The Opposition also point to the slow pace of action, if at all any, against state ministers and others against who central agencies, including the CBI, IT and ED, had found evidence through frequent raids -- and allege a political nexus. In the ‘Raj Bhavan case’, they point out, Governor Purohit should have gone to the police or the government’s anti-graft DVAC wing, ordering detailed investigations into his public allegations of ‘crores or rupees’ changing hands’ in university VC appointments before he began intervening as the chancellor, and not stopping with such public statements.
In political terms, there is nothing to suggest that the Edappadi Palaniswami government is as weak as a section of the media, especially the social media, seeks to make it out to be. Even granting it is weak in political and legislative terms, the ruling AIADMK’s much stronger government under the most charismatic and ‘tough-talking’ female chief minister, the late, Jayalalithaa Jayaram, acted almost on the same route while dealing with public sentiments and consequent protests. Rather, what a strong government under a stronger leader could get away with, a perceived weak leadership is seemingly applying without ‘proper application of mind’.
With the result, the state government is often seen as erring -- and is also erring -- in marshalling facts and evidence in critical cases, as against Thirumurugan Gandhi, and others and also look at all aspects, both political and legal, before taking decisions for the police and the rest of the administration to implement/enforce.
On the one hand, despite some media reports speaking about the reported reactivation of Naxalites/Maoist groups in the state, no effective measure, legal or police action -- seems to have been taken to end the menace. In the ‘Thirumurugan Gandhi case’, when there was enough evidence that his website and Twitter may have provided, the police/prosecution could not build a cast-iron case against him.
On the ‘Jallikattu issue’, the state government has failed to obtain from the single-member post-protests Justice S Rajeswaran Commission of Inquiry, headed by a retired judge of the Madras High Court, even an interim report, pertaining to the end-game violence, in which the police and the protestors, especially in Chennai’s famed Marina sands, blamed each other. If made available in time, an interim report on the subject, keeping the main report pending, could have helped the state government and the police to avoid or minimise the impact of the ‘Thoothukudi violence and police firing’ in May this year.

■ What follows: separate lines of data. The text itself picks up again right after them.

//! Persona chat handler: runs in the handler chain, dispatches the four
//! commands and the plain-text inference path, sends the reply to the
//! transport, and returns `HandlerResponse::Reply(text)`.

use async_trait::async_trait;
use inference::{GenerateOptions, InferenceClient};
use prompt::build_prompt;
use rolebot_core::{Bot, Handler, HandlerResponse, Message, Result};
use session::{SessionError, SessionStore};
use std::collections::HashMap;
use std::sync::Arc;
use tokio::sync::Mutex;
use tracing::{error, info, instrument};

// --- User-facing reply texts ---
const MSG_GREETING: &str =
    "Hi! Use /role <description> to define the persona I should play, then just send me a message.";
const MSG_ROLE_USAGE: &str = "Write the persona description after /role.";
const MSG_ROLE_REJECTED: &str = "Real people are not accepted. Define a fictional persona.";
const MSG_WHOAMI_UNSET: &str = "No persona set yet.";
const MSG_CLEARED: &str = "Persona cleared.";
const MSG_NEED_ROLE: &str = "Set a persona first with /role.";

/// Parsed inbound text: one of the known commands, an unknown command, or plain text (None).
#[derive(Debug, PartialEq, Eq)]
enum Command<'a> {
    Start,
    Role(&'a str),
    WhoAmI,
    Clear,
    Unknown,
}

/// Splits off a leading `/command` (with optional `@botname` suffix) and its argument.
/// Returns None for plain text.
fn parse_command(text: &str) -> Option<Command<'_>> {
    if !text.starts_with('/') {
        return None;
    }
    let (head, rest) = text.split_once(char::is_whitespace).unwrap_or((text, ""));
    let name = head.split('@').next().unwrap_or(head);
    match name {
        "/start" => Some(Command::Start),
        "/role" => Some(Command::Role(rest.trim())),
        "/whoami" => Some(Command::WhoAmI),
        "/clear" => Some(Command::Clear),
        _ => Some(Command::Unknown),
    }
}

/// Handler for persona commands and role-play messages.
///
/// Holds the session store, the one active inference client, and the transport
/// bot. Per-user handling is linearized: a lock per user id is held across the
/// session access and the backend call, so `/clear` cannot race a concurrent
/// plain-text message from the same user. Different users run concurrently.
pub struct PersonaChatHandler {
    sessions: SessionStore,
    client: Arc<dyn InferenceClient>,
    options: GenerateOptions,
    bot: Arc<dyn Bot>,
    user_locks: Mutex<HashMap<i64, Arc<Mutex<()>>>>,
}

impl PersonaChatHandler {
    pub fn new(
        sessions: SessionStore,
        client: Arc<dyn InferenceClient>,
        options: GenerateOptions,
        bot: Arc<dyn Bot>,
    ) -> Self {
        Self {
            sessions,
            client,
            options,
            bot,
            user_locks: Mutex::new(HashMap::new()),
        }
    }

    async fn user_lock(&self, user_id: i64) -> Arc<Mutex<()>> {
        let mut locks = self.user_locks.lock().await;
        locks
            .entry(user_id)
            .or_insert_with(|| Arc::new(Mutex::new(())))
            .clone()
    }

    async fn cmd_role(&self, user_id: i64, persona: &str) -> String {
        if persona.is_empty() {
            return MSG_ROLE_USAGE.to_string();
        }
        match self.sessions.set(user_id, persona).await {
            Ok(()) => format!("Persona saved:\n{}", persona),
            Err(SessionError::PersonaRejected(_)) => MSG_ROLE_REJECTED.to_string(),
        }
    }

    async fn cmd_whoami(&self, user_id: i64) -> String {
        match self.sessions.get(user_id).await {
            Some(persona) => format!("Current persona: {}", persona),
            None => MSG_WHOAMI_UNSET.to_string(),
        }
    }

    async fn cmd_clear(&self, user_id: i64) -> String {
        self.sessions.clear(user_id).await;
        MSG_CLEARED.to_string()
    }

    /// Plain-text path: with a persona set, builds the prompt and calls the
    /// backend once; without one, asks the user to run /role. Backend failures
    /// become an error reply, never a crash.
    async fn chat_reply(&self, user_id: i64, text: &str) -> String {
        let Some(persona) = self.sessions.get(user_id).await else {
            return MSG_NEED_ROLE.to_string();
        };

        let prompt = build_prompt(&persona, text);
        info!(user_id, prompt_len = prompt.len(), "step: relaying message to backend");

        match self.client.generate(&prompt, &self.options).await {
            Ok(reply) => reply,
            Err(e) => {
                error!(user_id, error = %e, "Inference call failed");
                format!("Error from backend:\n{}", e)
            }
        }
    }
}

#[async_trait]
impl Handler for PersonaChatHandler {
    #[instrument(skip(self, message))]
    async fn handle(&self, message: &Message) -> Result<HandlerResponse> {
        let text = message.content.trim();
        if text.is_empty() {
            return Ok(HandlerResponse::Ignore);
        }

        let user_id = message.user.id;
        let lock = self.user_lock(user_id).await;
        let _guard = lock.lock().await;

        let reply = match parse_command(text) {
            Some(Command::Start) => MSG_GREETING.to_string(),
            Some(Command::Role(persona)) => self.cmd_role(user_id, persona).await,
            Some(Command::WhoAmI) => self.cmd_whoami(user_id).await,
            Some(Command::Clear) => self.cmd_clear(user_id).await,
            // Commands this bot does not register are left to other handlers.
            Some(Command::Unknown) => return Ok(HandlerResponse::Ignore),
            None => self.chat_reply(user_id, text).await,
        };

        self.bot.reply_to(message, &reply).await?;
        Ok(HandlerResponse::Reply(reply))
    }
}
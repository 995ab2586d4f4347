//! Wraps teloxide::Bot and implements [`rolebot_core::Bot`]. Production code
//! sends messages via Telegram; tests substitute another Bot impl.

use async_trait::async_trait;
use rolebot_core::{Bot as CoreBot, Chat, Message, Result, RolebotError};
use teloxide::prelude::*;

/// Thin wrapper around teloxide::Bot that implements the core Bot trait.
pub struct TelegramBotAdapter {
    bot: teloxide::Bot,
}

impl TelegramBotAdapter {
    /// Creates an adapter from an existing teloxide Bot.
    pub fn new(bot: teloxide::Bot) -> Self {
        Self { bot }
    }

    /// Returns the underlying teloxide::Bot for direct API use when needed.
    pub fn inner(&self) -> &teloxide::Bot {
        &self.bot
    }
}

#[async_trait]
impl CoreBot for TelegramBotAdapter {
    async fn send_message(&self, chat: &Chat, text: &str) -> Result<()> {
        self.bot
            .send_message(ChatId(chat.id), text.to_string())
            .await
            .map_err(|e| RolebotError::Bot(e.to_string()))?;
        Ok(())
    }

    async fn reply_to(&self, message: &Message, text: &str) -> Result<()> {
        self.send_message(&message.chat, text).await
    }
}
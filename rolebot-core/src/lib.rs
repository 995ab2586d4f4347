//! # rolebot-core
//!
//! Core types and traits for the relay bot: [`Bot`], [`Handler`], message and user types,
//! the handler chain, and tracing initialization. Transport-agnostic; used by
//! rolebot-telegram and role-handlers.

pub mod bot;
pub mod chain;
pub mod error;
pub mod logger;
pub mod types;

pub use bot::Bot;
pub use chain::HandlerChain;
pub use error::{HandlerError, Result, RolebotError};
pub use logger::init_tracing;
pub use types::{
    Chat, Handler, HandlerResponse, Message, MessageDirection, ToCoreMessage, ToCoreUser, User,
};
//! # Handler chain
//!
//! Runs a sequence of handlers for each message. The first handler that returns
//! Stop or Reply ends execution; Continue and Ignore pass to the next handler.

use crate::error::Result;
use crate::types::{Handler, HandlerResponse, Message};
use std::sync::Arc;
use tracing::{debug, info, instrument};

/// Chain of handlers, run in insertion order.
#[derive(Clone, Default)]
pub struct HandlerChain {
    handlers: Vec<Arc<dyn Handler>>,
}

impl HandlerChain {
    /// Creates an empty chain.
    pub fn new() -> Self {
        Self {
            handlers: Vec::new(),
        }
    }

    /// Appends a handler (first Stop/Reply ends the chain).
    pub fn add_handler(mut self, handler: Arc<dyn Handler>) -> Self {
        self.handlers.push(handler);
        self
    }

    /// Runs handlers in order. Returns the first Stop or Reply, or Continue.
    #[instrument(skip(self, message))]
    pub async fn handle(&self, message: &Message) -> Result<HandlerResponse> {
        info!(
            user_id = message.user.id,
            chat_id = message.chat.id,
            message_id = %message.id,
            "step: handler_chain started"
        );

        for handler in &self.handlers {
            let handler_name = std::any::type_name_of_val(handler.as_ref());
            let response = handler.handle(message).await?;
            debug!(
                handler = %handler_name,
                response = ?response,
                "Handler processed"
            );

            match response {
                HandlerResponse::Stop | HandlerResponse::Reply(_) => {
                    info!(
                        user_id = message.user.id,
                        handler = %handler_name,
                        "step: handler chain stopped by handler"
                    );
                    return Ok(response);
                }
                HandlerResponse::Continue | HandlerResponse::Ignore => continue,
            }
        }

        info!(
            user_id = message.user.id,
            chat_id = message.chat.id,
            "step: handler_chain finished without reply"
        );

        Ok(HandlerResponse::Continue)
    }
}
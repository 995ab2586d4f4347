//! # Role handlers
//!
//! Command and message dispatch for the persona relay bot: `/start`, `/role`,
//! `/whoami`, `/clear`, and the plain-text path that calls the inference
//! backend. Runs inside the rolebot-core handler chain.

mod persona_chat_handler;

pub use persona_chat_handler::PersonaChatHandler;
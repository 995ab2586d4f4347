//! Tracing initialization: console and file share the same fmt layer output.

use std::fs::OpenOptions;
use std::io;
use std::sync::Arc;

use tracing_subscriber::{
    fmt::format::FmtSpan, layer::SubscriberExt, util::SubscriberInitExt, EnvFilter, Registry,
};

/// Initializes the global tracing subscriber.
/// Console and log file use the same fmt layer format (level, target, span, fields);
/// the writer tees one output into stdout and the log file.
/// Log level comes from RUST_LOG (info, debug, trace); defaults to info when unset.
/// Load .env (dotenvy::dotenv()) before calling, otherwise RUST_LOG is not picked up.
pub fn init_tracing(log_file_path: &str) -> anyhow::Result<()> {
    let file = OpenOptions::new()
        .create(true)
        .append(true)
        .open(log_file_path)?;
    let file = Arc::new(file);

    let env_filter = EnvFilter::try_from_default_env().unwrap_or_else(|_| EnvFilter::new("info"));

    use tracing_subscriber::fmt::writer::MakeWriterExt;
    let writer = io::stdout.and(file);

    let fmt_layer = tracing_subscriber::fmt::layer()
        .with_writer(writer)
        .with_span_events(FmtSpan::CLOSE)
        .with_target(true)
        .with_thread_ids(true)
        .with_level(true)
        .with_file(false)
        .with_line_number(false);

    Registry::default()
        .with(env_filter)
        .with(fmt_layer)
        .try_init()
        .map_err(|e| anyhow::anyhow!("Failed to set global subscriber: {}", e))?;

    Ok(())
}
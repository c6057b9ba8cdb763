//! `quarry` CLI — canonicalize, hash, and path-resolve JSON documents using
//! the quarry value model.
//!
//! ## Usage
//!
//! ```sh
//! # Canonicalize JSON (stdin → stdout): deterministic key order
//! echo '{"b":2,"a":1}' | quarry canon
//!
//! # Canonicalize from file to file
//! quarry canon -i data.json -o data.canon.json
//!
//! # Print the content digest of a document
//! echo '{"b":2,"a":1}' | quarry hash
//!
//! # Resolve a dotted path (all-digit segments index into arrays)
//! echo '{"items":[{"name":"first"}]}' | quarry get --path items.0.name
//! ```

use anyhow::{Context, Result};
use clap::{Parser, Subcommand};
use quarry_values::{Segment, Value};
use std::io::{self, Read};

#[derive(Parser)]
#[command(name = "quarry", version, about = "Inspect quarry runtime values")]
struct Cli {
    #[command(subcommand)]
    command: Commands,
}

#[derive(Subcommand)]
enum Commands {
    /// Rewrite JSON into canonical form (lexicographic object keys)
    Canon {
        /// Input file (reads from stdin if omitted)
        #[arg(short, long)]
        input: Option<String>,
        /// Output file (writes to stdout if omitted)
        #[arg(short, long)]
        output: Option<String>,
    },
    /// Print the content digest of a JSON document as hex
    Hash {
        /// Input file (reads from stdin if omitted)
        #[arg(short, long)]
        input: Option<String>,
    },
    /// Resolve a dotted path and print the value at it in canonical form
    Get {
        /// Dotted path, e.g. `items.0.name`; all-digit segments are indices
        #[arg(long)]
        path: String,
        /// Input file (reads from stdin if omitted)
        #[arg(short, long)]
        input: Option<String>,
        /// Output file (writes to stdout if omitted)
        #[arg(short, long)]
        output: Option<String>,
    },
}

fn main() -> Result<()> {
    let cli = Cli::parse();

    match cli.command {
        Commands::Canon { input, output } => {
            let value = read_value(input.as_deref())?;
            let canonical =
                serde_json::to_string(&value).context("Failed to serialize canonical form")?;
            write_output(output.as_deref(), &canonical)?;
        }
        Commands::Hash { input } => {
            let value = read_value(input.as_deref())?;
            println!("{:016x}", value.digest());
        }
        Commands::Get {
            path,
            input,
            output,
        } => {
            let value = read_value(input.as_deref())?;
            let segments = parse_path(&path);
            let found = value
                .get_in(&segments)
                .with_context(|| format!("Failed to resolve path `{path}`"))?;
            let canonical =
                serde_json::to_string(found).context("Failed to serialize canonical form")?;
            write_output(output.as_deref(), &canonical)?;
        }
    }

    Ok(())
}

/// Split a dotted path into segments. An all-digit segment (with an
/// optional leading minus, so invalid indices still reach the typed error)
/// addresses an array index; everything else is an object key.
fn parse_path(raw: &str) -> Vec<Segment> {
    raw.split('.')
        .filter(|part| !part.is_empty())
        .map(|part| match part.parse::<i64>() {
            Ok(index) => Segment::Index(index),
            Err(_) => Segment::from(part),
        })
        .collect()
}

fn read_value(path: Option<&str>) -> Result<Value> {
    let text = read_input(path)?;
    let json: serde_json::Value =
        serde_json::from_str(&text).context("Input is not valid JSON")?;
    Ok(Value::from(json))
}

fn read_input(path: Option<&str>) -> Result<String> {
    match path {
        Some(path) => {
            std::fs::read_to_string(path).with_context(|| format!("Failed to read file: {}", path))
        }
        None => {
            let mut buf = String::new();
            io::stdin()
                .read_to_string(&mut buf)
                .context("Failed to read from stdin")?;
            Ok(buf)
        }
    }
}

fn write_output(path: Option<&str>, content: &str) -> Result<()> {
    match path {
        Some(path) => {
            std::fs::write(path, content)
                .with_context(|| format!("Failed to write file: {}", path))?;
        }
        None => {
            println!("{}", content);
        }
    }
    Ok(())
}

It is another matter that in more recent weeks, the Madras high court questioned the rationale of the state government appointing and continuing with the one-man Justice R Reghupathy commission of inquiry, set up purportedly to go into allegations of corruption against the predecessor DMK government of late chief minister M Karunanidhi. The court observed how Rs 400 cr was spent on a new building by the DMK government and also by the successor Jayalalithaa administration converting it into a super-speciality hospital.
More importantly, the HC said how the commission had done precious little work over the past years, and how the government had already spent Rs 4.5 crore already. The government had little choice but to wind up the commission, just a couple of weeks back.
N Sathiya Moorthy, veteran journalist and political analyst, is Director, Observer Research Foundation, Chennai Chapter.